# Try it
Every entry below is to be retyped exactly as it stands.

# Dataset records
_ _ _ _ _ _ _

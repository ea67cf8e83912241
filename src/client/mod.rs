//! Remote model client seam.
//!
//! The orchestrator talks to the Messages API through the [`ModelClient`]
//! trait so tests can drive the loop with a scripted mock. The production
//! implementation is [`AnthropicClient`].

use async_trait::async_trait;
use serde::{Deserialize, Serialize};

use crate::tools::ToolDefinition;
use crate::types::{ContentBlock, Message, Usage};
use crate::Result;

pub mod anthropic;
pub mod mock;

pub use anthropic::AnthropicClient;
pub use mock::MockModelClient;

/// One request/response exchange ("round") with the remote model.
#[async_trait]
pub trait ModelClient: Send + Sync {
    /// Send a full conversation and receive the model's next turn.
    async fn create_message(&self, request: &MessagesRequest) -> Result<MessagesResponse>;

    /// Upload a file for later reference from a document block.
    async fn upload_file(&self, upload: &FileUploadRequest) -> Result<FileMetadata>;
}

/// Request body for the Messages API.
#[derive(Debug, Clone, Serialize)]
pub struct MessagesRequest {
    pub model: String,
    pub max_tokens: u32,
    pub messages: Vec<Message>,
    #[serde(skip_serializing_if = "Option::is_none")]
    pub temperature: Option<f64>,
    #[serde(skip_serializing_if = "Option::is_none")]
    pub system: Option<String>,
    #[serde(skip_serializing_if = "Option::is_none")]
    pub tools: Option<Vec<ToolDefinition>>,
}

/// Response body from the Messages API.
#[derive(Debug, Clone, Deserialize)]
pub struct MessagesResponse {
    pub content: Vec<ContentBlock>,
    #[serde(default)]
    pub usage: Usage,
    #[serde(default)]
    pub stop_reason: Option<String>,
    #[serde(default)]
    pub model: Option<String>,
}

/// A file to upload before analysis.
#[derive(Debug, Clone)]
pub struct FileUploadRequest {
    pub file_path: String,
    pub filename: Option<String>,
    pub purpose: String,
}

impl FileUploadRequest {
    pub fn new(file_path: impl Into<String>) -> Self {
        Self {
            file_path: file_path.into(),
            filename: None,
            purpose: "analysis".to_string(),
        }
    }

    pub fn filename(mut self, filename: impl Into<String>) -> Self {
        self.filename = Some(filename.into());
        self
    }

    pub fn purpose(mut self, purpose: impl Into<String>) -> Self {
        self.purpose = purpose.into();
        self
    }

    /// Effective filename: explicit name, else the path's basename.
    pub fn effective_filename(&self) -> String {
        self.filename.clone().unwrap_or_else(|| {
            std::path::Path::new(&self.file_path)
                .file_name()
                .map(|n| n.to_string_lossy().into_owned())
                .unwrap_or_else(|| self.file_path.clone())
        })
    }
}

/// Metadata returned by the file upload endpoint.
#[derive(Debug, Clone, Serialize, Deserialize)]
pub struct FileMetadata {
    pub id: String,
    #[serde(default)]
    pub filename: Option<String>,
    #[serde(default)]
    pub size_bytes: u64,
    #[serde(rename = "type", default = "default_file_type")]
    pub file_type: String,
}

fn default_file_type() -> String {
    "file".to_string()
}

#[derive(Debug, thiserror::Error)]
pub enum TransportError {
    #[error("HTTP error: {0}")]
    Http(#[from] reqwest::Error),

    #[error("Transport error: {0}")]
    Other(String),
}
//! Best-effort repair of string-encoded tool arguments.
//!
//! The model sometimes returns structured parameters (objects/arrays)
//! serialized as strings. For parameters the schema declares as `object` or
//! `array`, a string value gets a strict JSON parse, then a permissive
//! literal parse (single quotes, `None`/`True`/`False`), and otherwise passes
//! through unchanged with a warning. This is advisory repair and is total:
//! no input can make it fail.

use serde_json::Value;
use tracing::{debug, warn};

use super::{InputSchema, PropertySchema, ToolInput};

/// Tokens the model uses for "no value" in string form.
const NULL_TOKENS: &[&str] = &["null", "None", ""];

/// Repair every parameter of a tool invocation against its declared schema.
///
/// Parameters not declared in the schema, non-string values, and parameters
/// of scalar declared type pass through untouched.
pub fn coerce_tool_input(input: ToolInput, schema: &InputSchema, tool_name: &str) -> ToolInput {
    if schema.properties.is_empty() {
        return input;
    }

    input
        .into_iter()
        .map(|(name, value)| {
            let coerced = match schema.properties.get(&name) {
                Some(property) => coerce_value(value, property, &name, tool_name),
                None => value,
            };
            (name, coerced)
        })
        .collect()
}

/// Repair a single value against its declared parameter schema. Total:
/// anything unparseable degrades to the original value.
pub fn coerce_value(value: Value, property: &PropertySchema, param: &str, tool: &str) -> Value {
    let raw = match &value {
        Value::String(s) => s,
        _ => return value,
    };

    if property.value_type != "object" && property.value_type != "array" {
        return value;
    }

    let trimmed = raw.trim();
    if trimmed.starts_with('{') || trimmed.starts_with('[') {
        match parse_structured(trimmed) {
            Some(parsed) => {
                debug!(param, tool, "auto-parsed string-encoded structured argument");
                parsed
            }
            None => {
                warn!(param, tool, "could not parse string-encoded structured argument");
                value
            }
        }
    } else if NULL_TOKENS.contains(&trimmed) {
        // A declared non-null default means the literal token was probably
        // intentional; keep it.
        match property.default {
            None | Some(Value::Null) => Value::Null,
            Some(_) => value,
        }
    } else {
        value
    }
}

/// Strict JSON first, then the permissive literal form.
fn parse_structured(raw: &str) -> Option<Value> {
    if let Ok(parsed) = serde_json::from_str::<Value>(raw) {
        return Some(parsed);
    }
    serde_json::from_str::<Value>(&normalize_literal(raw)).ok()
}

/// Rewrite a Python-style literal expression into JSON: single-quoted
/// strings become double-quoted, bare `None`/`True`/`False` become their
/// JSON spellings. Content inside strings is preserved.
fn normalize_literal(raw: &str) -> String {
    let mut out = String::with_capacity(raw.len() + 8);
    let mut chars = raw.chars().peekable();

    while let Some(&c) = chars.peek() {
        match c {
            '\'' | '"' => {
                chars.next();
                copy_string(c, &mut chars, &mut out);
            }
            c if c.is_ascii_alphabetic() => {
                let mut word = String::new();
                while let Some(&w) = chars.peek() {
                    if w.is_ascii_alphanumeric() || w == '_' {
                        word.push(w);
                        chars.next();
                    } else {
                        break;
                    }
                }
                match word.as_str() {
                    "None" => out.push_str("null"),
                    "True" => out.push_str("true"),
                    "False" => out.push_str("false"),
                    other => out.push_str(other),
                }
            }
            _ => {
                out.push(c);
                chars.next();
            }
        }
    }

    out
}

fn copy_string(
    quote: char,
    chars: &mut std::iter::Peekable<std::str::Chars<'_>>,
    out: &mut String,
) {
    out.push('"');
    while let Some(c) = chars.next() {
        if c == '\\' {
            match chars.next() {
                // \' has no meaning in JSON; unescape it
                Some('\'') if quote == '\'' => out.push('\''),
                Some(esc) => {
                    out.push('\\');
                    out.push(esc);
                }
                None => break,
            }
        } else if c == quote {
            out.push('"');
            return;
        } else if c == '"' {
            out.push_str("\\\"");
        } else {
            out.push(c);
        }
    }
    // Unterminated string: the caller's parse fails and the original value
    // passes through.
}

_ _ _ _ _ _ _

# Result of this task
repository ea67cf8e83912241
filename src/client/mod.rs
//! Remote model client seam.
//!
//! The orchestrator talks to the Messages API through the [`ModelClient`]
//! trait so tests can drive the loop with a scripted mock. The production
//! implementation is [`AnthropicClient`].

use async_trait::async_trait;
use serde::{Deserialize, Serialize};

use crate::tools::ToolDefinition;
use crate::types::{ContentBlock, Message, Usage};
use crate::Result;

pub mod anthropic;
pub mod mock;

pub use anthropic::AnthropicClient;
pub use mock::MockModelClient;

/// One request/response exchange ("round") with the remote model.
#[async_trait]
pub trait ModelClient: Send + Sync {
    /// Send a full conversation and receive the model's next turn.
    async fn create_message(&self, request: &MessagesRequest) -> Result<MessagesResponse>;

    /// Upload a file for later reference from a document block.
    async fn upload_file(&self, upload: &FileUploadRequest) -> Result<FileMetadata>;
}

/// Request body for the Messages API.
#[derive(Debug, Clone, Serialize)]
pub struct MessagesRequest {
    pub model: String,
    pub max_tokens: u32,
    pub messages: Vec<Message>,
    #[serde(skip_serializing_if = "Option::is_none")]
    pub temperature: Option<f64>,
    #[serde(skip_serializing_if = "Option::is_none")]
    pub system: Option<String>,
    #[serde(skip_serializing_if = "Option::is_none")]
    pub tools: Option<Vec<ToolDefinition>>,
}

/// Response body from the Messages API.
#[derive(Debug, Clone, Deserialize)]
pub struct MessagesResponse {
    pub content: Vec<ContentBlock>,
    #[serde(default)]
    pub usage: Usage,
    #[serde(default)]
    pub stop_reason: Option<String>,
    #[serde(default)]
    pub model: Option<String>,
}

/// A file to upload before analysis.
#[derive(Debug, Clone)]
pub struct FileUploadRequest {
    pub file_path: String,
    pub filename: Option<String>,
    pub purpose: String,
}

impl FileUploadRequest {
    pub fn new(file_path: impl Into<String>) -> Self {
        Self {
            file_path: file_path.into(),
            filename: None,
            purpose: "analysis".to_string(),
        }
    }

    pub fn filename(mut self, filename: impl Into<String>) -> Self {
        self.filename = Some(filename.into());
        self
    }

    pub fn purpose(mut self, purpose: impl Into<String>) -> Self {
        self.purpose = purpose.into();
        self
    }

    /// Effective filename: explicit name, else the path's basename.
    pub fn effective_filename(&self) -> String {
        self.filename.clone().unwrap_or_else(|| {
            std::path::Path::new(&self.file_path)
                .file_name()
                .map(|n| n.to_string_lossy().into_owned())
                .unwrap_or_else(|| self.file_path.clone())
        })
    }
}

/// Metadata returned by the file upload endpoint.
#[derive(Debug, Clone, Serialize, Deserialize)]
pub struct FileMetadata {
    pub id: String,
    #[serde(default)]
    pub filename: Option<String>,
    #[serde(default)]
    pub size_bytes: u64,
    #[serde(rename = "type", default = "default_file_type")]
    pub file_type: String,
}

fn default_file_type() -> String {
    "file".to_string()
}

#[derive(Debug, thiserror::Error)]
pub enum TransportError {
    #[error("HTTP error: {0}")]
    Http(#[from] reqwest::Error),

    #[error("Transport error: {0}")]
    Other(String),
}
//! Best-effort repair of string-encoded tool arguments.
//!
//! The model sometimes returns structured parameters (objects/arrays)
//! serialized as strings. For parameters the schema declares as `object` or
//! `array`, a string value gets a strict JSON parse, then a permissive
//! literal parse (single quotes, `None`/`True`/`False`), and otherwise passes
//! through unchanged with a warning. This is advisory repair and is total:
//! no input can make it fail.

use serde_json::Value;
use tracing::{debug, warn};

use super::{InputSchema, PropertySchema, ToolInput};

/// Tokens the model uses for "no value" in string form.
const NULL_TOKENS: &[&str] = &["null", "None", ""];

/// Repair every parameter of a tool invocation against its declared schema.
///
/// Parameters not declared in the schema, non-string values, and parameters
/// of scalar declared type pass through untouched.
pub fn coerce_tool_input(input: ToolInput, schema: &InputSchema, tool_name: &str) -> ToolInput {
    if schema.properties.is_empty() {
        return input;
    }

    input
        .into_iter()
        .map(|(name, value)| {
            let coerced = match schema.properties.get(&name) {
                Some(property) => coerce_value(value, property, &name, tool_name),
                None => value,
            };
            (name, coerced)
        })
        .collect()
}

/// Repair a single value against its declared parameter schema. Total:
/// anything unparseable degrades to the original value.
pub fn coerce_value(value: Value, property: &PropertySchema, param: &str, tool: &str) -> Value {
    let raw = match &value {
        Value::String(s) => s,
        _ => return value,
    };

    if property.value_type != "object" && property.value_type != "array" {
        return value;
    }

    let trimmed = raw.trim();
    if trimmed.starts_with('{') || trimmed.starts_with('[') {
        match parse_structured(trimmed) {
            Some(parsed) => {
                debug!(param, tool, "auto-parsed string-encoded structured argument");
                parsed
            }
            None => {
                warn!(param, tool, "could not parse string-encoded structured argument");
                value
            }
        }
    } else if NULL_TOKENS.contains(&trimmed) {
        // A declared non-null default means the literal token was probably
        // intentional; keep it.
        match property.default {
            None | Some(Value::Null) => Value::Null,
            Some(_) => value,
        }
    } else {
        value
    }
}

/// Strict JSON first, then the permissive literal form.
fn parse_structured(raw: &str) -> Option<Value> {
    if let Ok(parsed) = serde_json::from_str::<Value>(raw) {
        return Some(parsed);
    }
    serde_json::from_str::<Value>(&normalize_literal(raw)).ok()
}

/// Rewrite a Python-style literal expression into JSON: single-quoted
/// strings become double-quoted, bare `None`/`True`/`False` become their
/// JSON spellings. Content inside strings is preserved.
fn normalize_literal(raw: &str) -> String {
    let mut out = String::with_capacity(raw.len() + 8);
    let mut chars = raw.chars().peekable();

    while let Some(&c) = chars.peek() {
        match c {
            '\'' | '"' => {
                chars.next();
                copy_string(c, &mut chars, &mut out);
            }
            c if c.is_ascii_alphabetic() => {
                let mut word = String::new();
                while let Some(&w) = chars.peek() {
                    if w.is_ascii_alphanumeric() || w == '_' {
                        word.push(w);
                        chars.next();
                    } else {
                        break;
                    }
                }
                match word.as_str() {
                    "None" => out.push_str("null"),
                    "True" => out.push_str("true"),
                    "False" => out.push_str("false"),
                    other => out.push_str(other),
                }
            }
            _ => {
                out.push(c);
                chars.next();
            }
        }
    }

    out
}

fn copy_string(
    quote: char,
    chars: &mut std::iter::Peekable<std::str::Chars<'_>>,
    out: &mut String,
) {
    out.push('"');
    while let Some(c) = chars.next() {
        if c == '\\' {
            match chars.next() {
                // \' has no meaning in JSON; unescape it
                Some('\'') if quote == '\'' => out.push('\''),
                Some(esc) => {
                    out.push('\\');
                    out.push(esc);
                }
                None => break,
            }
        } else if c == quote {
            out.push('"');
            return;
        } else if c == '"' {
            out.push_str("\\\"");
        } else {
            out.push(c);
        }
    }
    // Unterminated string: the caller's parse fails and the original value
    // passes through.
}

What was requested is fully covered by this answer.